It also occurs to me that I have a blog. That’s cool. I should probably post more.
But that’s not the announcement — here it is: I’m now a Realtor (federal law holds that I have to add the ® whenever I write “Realtor®,” but fight the power). I made the switch for a variety of reasons, but they boil down to two: running a moving company carries with it a hell of a lot of risk, and since I support a family of six (which includes me), the risk/reward ratio skewed too far into “risk” territory. Also, come on, it just mades sense — about a quarter of the people who we move are moving into new homes. Last year that was about 700 people. There’s an opportunity here. I’m probably the least competent entrepreneur on the face of the planet, but even I can see that.
But aside from “avoiding risk” and “making a ton of money,” it gives me an opportunity to help people out by applying the same principles we’re perfecting with MTB. Just as with moving, real estate clients want people they can trust. MTB’s First Principles, “Show up on time, work hard and fast, be friendly and careful, and keep it simple” don’t translate perfectly, but the gist is the same — have integrity and work hard for your clients.
At any rate, my license is held by Keller Williams, which is, I gather, the biggest real estate company in the nation. I wasn’t as interested in that when I signed up with KW — I was more impressed by the people I know who work there. My Realtor, for one, Ryan Donovan. Matt Spinosa, a buddy and incredibly gracious man is another. My buddy TJ from the old journalism days belonged to another firm, but that whole firm moved over to KW just because it’s so great. All three of these guys defy the stereotype that a lot of people have about Realtors by being men of integrity who approach every transaction from a place of genuine service.
That’s not some kind of marketing shine — these men are models to follow. I’m a better guy just for being in their orbit.
Speaking of people of integrity, I was fortunate enough to be recruited by a “group” within the KW universe. (There are a ton of “groups” in real estate. Ever notice that? A big reason for it is that real estate transactions are big, hairy, and complicated. If a solo agent becomes successful, he simply MUST start hiring a team to handle all the details and clients. A well-run and focused group can not only “merely” handle all the details, but can focus on particular clients’ particular needs.)
That’s the deal with The Kilner Group, the team that recruited me for some reason. I can’t say enough good things about them, particularly the team leader, Patrick Kilner. He’s not my boss, per se, because technically I’m an independent contractor with KW. Nonetheless, I’d follow this guy over the trench wall anytime. Not only does he have all the personal qualities you’d hope to find in someone who represents you in the complex real estate transaction process — integrity, honesty, diligence, etc. — he is truly committed to finding like-minded individuals to develop into other leaders.

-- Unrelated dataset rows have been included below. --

//! The set of projectiles the integrator moves.
//!
//! Nothing touches the active set directly: activation, removal, pierce and the
//! kinematic switch only enqueue, and `apply_pending` folds the queues in at the
//! start of each tick. The queues take `&self` so contact handlers running on
//! other threads can push into them.

use std::sync::{Mutex, PoisonError};

use bevy::platform::collections::HashSet;
use bevy::prelude::*;

use super::components::Projectile;

#[derive(Resource, Debug, Default)]
pub struct ProjectileRegistry {
    active: Vec<Entity>,
    /// Same entities as `active`, for membership checks.
    members: HashSet<Entity>,
    pending_add: Mutex<Vec<Entity>>,
    pending_remove: Mutex<Vec<Entity>>,
}

impl ProjectileRegistry {
    pub fn enqueue_add(&self, entity: Entity) {
        self.pending_add
            .lock()
            .unwrap_or_else(PoisonError::into_inner)
            .push(entity);
    }

    pub fn enqueue_remove(&self, entity: Entity) {
        self.pending_remove
            .lock()
            .unwrap_or_else(PoisonError::into_inner)
            .push(entity);
    }

    /// Adds first, then removals. An entity queued both ways in the same window ends up inactive.
    pub fn apply_pending(&mut self) {
        let adds = std::mem::take(
            self.pending_add
                .get_mut()
                .unwrap_or_else(PoisonError::into_inner),
        );
        for entity in adds {
            if self.members.insert(entity) {
                self.active.push(entity);
            }
        }

        let removes = std::mem::take(
            self.pending_remove
                .get_mut()
                .unwrap_or_else(PoisonError::into_inner),
        );
        let mut removed = false;
        for entity in removes {
            removed |= self.members.remove(&entity);
        }
        if removed {
            let members = &self.members;
            self.active.retain(|e| members.contains(e));
        }
    }

    /// Active projectiles in activation order.
    #[inline]
    pub fn active(&self) -> &[Entity] {
        &self.active
    }

    #[inline]
    pub fn is_active(&self, entity: Entity) -> bool {
        self.members.contains(&entity)
    }

    #[inline]
    pub fn len(&self) -> usize {
        self.active.len()
    }

    #[inline]
    pub fn is_empty(&self) -> bool {
        self.active.is_empty()
    }
}

pub fn on_projectile_added(add: On<Add, Projectile>, registry: Res<ProjectileRegistry>) {
    registry.enqueue_add(add.entity);
}

pub fn on_projectile_removed(remove: On<Remove, Projectile>, registry: Res<ProjectileRegistry>) {
    registry.enqueue_remove(remove.entity);
}

pub fn apply_pending_projectiles(mut registry: ResMut<ProjectileRegistry>) {
    let before = registry.len();
    registry.apply_pending();
    if registry.len() != before {
        trace!("active projectiles: {before} -> {}", registry.len());
    }
}
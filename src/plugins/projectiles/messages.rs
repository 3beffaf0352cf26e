//! Buffered launch requests.
//!
//! Whoever fires something (a weapon, a trap, a test) only writes intent; the
//! launch system is the single place that turns it into a projectile entity.

use bevy::prelude::*;

use crate::plugins::hit_detection::HitDetection;

use super::components::{ProjectileFlags, RigidVolume, TriggerVolume};

#[derive(Message, Clone, Debug)]
pub struct LaunchProjectile {
    pub instigator: Option<Entity>,
    pub origin: Vec3,
    pub direction: Vec3,
    pub speed: f32,
    /// Fraction of `speed` actually imparted; clamped to `0..=1`.
    pub charge: f32,
    pub flags: ProjectileFlags,
    pub trigger: TriggerVolume,
    pub rigid: Option<RigidVolume>,
    pub hit: Option<HitDetection>,
}

impl LaunchProjectile {
    /// Launch velocity, or `None` when `direction` is degenerate.
    pub fn velocity(&self) -> Option<Vec3> {
        let direction = self.direction.try_normalize()?;
        Some(direction * self.speed * self.charge.clamp(0.0, 1.0))
    }
}
//! Hit detection: per-subject trigger policies over collision notifications.
//!
//! ```text
//!  Collision ──► detect_hits ──► HitEvent (+ knock-back on the struck entity)
//!                    │
//!                    ▼
//!              HitPolicyStore ◄── age_hit_timers (once per fixed tick)
//!                    ▲
//!   On<Add, HitDetection>     reset every structure for the subject
//!   On<Remove, HitDetection>  clear the structure of the trigger in effect
//! ```
//!
//! The store is a plain resource handed to the systems that need it; nothing
//! reaches it through a global.

use bevy::prelude::*;

pub mod messages;
pub mod policy;
pub mod store;
pub mod systems;

pub use messages::HitEvent;
pub use policy::{HitDetection, HitTrigger};
pub use store::HitPolicyStore;

use crate::common::schedule::{NotifyPhase, TickPhase};
use crate::plugins::physics;

pub fn plugin(app: &mut App) {
    physics::add_messages(app);
    app.init_resource::<HitPolicyStore>()
        .add_message::<HitEvent>()
        .add_observer(systems::on_hit_detection_added)
        .add_observer(systems::on_hit_detection_removed)
        .add_systems(FixedUpdate, systems::age_hit_timers.in_set(TickPhase::AgeTimers))
        .add_systems(FixedPostUpdate, systems::detect_hits.in_set(NotifyPhase::Detect));
}

#[cfg(test)]
mod tests;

And judging from the relatively short time I’ve been “hanging out” with other team members of the Kilner Group, he’s got a real talent for finding and developing talent. Each person is very different, but still has the same drive to be the best, both personally and professionally. And “best” professionally means that they recognize and respect the dignity of every client they serve.
Honestly, I have no idea how I lucked into it. A co-worker from a job ten years ago mentioned my name to Patrick, sure, but that was only the beginning. I somehow survived the fairly intense interview/vetting process. Go fig.
Anyway, this is a new thing and I’m jazzed. (Jazz hands!) I’ve been at it for a few months now and have yet to make a dollar, but things are picking up. If you’re an MTB client, there’s a good chance you’ll be hearing from me.
Buuuuut, here’s the deal — I have no intention of trying to convince anyone to do something they’re not interested in doing. We’re talking about buying and selling houses here, not some kind of consumer electronic trinket. If doing thousands and thousands of moves has taught me anything (whether as an actual mover in the field, or handling customer concerns/questions back at MTB World HQ), it’s how to be a counselor. If you’re just interested in getting some information about the process, or if you’re ready to go for it and get into a new home, I’d love to help. But if that’s not something you’re really thinking about right now, no worries.
If you are interested in talking about that home purchase, give me a call.
Oh, and PS — I have no intention of shutting down MTB or otherwise leaving it. The day-to-day operation is in the very capable hands of David Swain, Ara Der-Boghossian, and Leon Fenwick. They are my leadership team, and around them I almost feel like I need to work harder to keep up with them.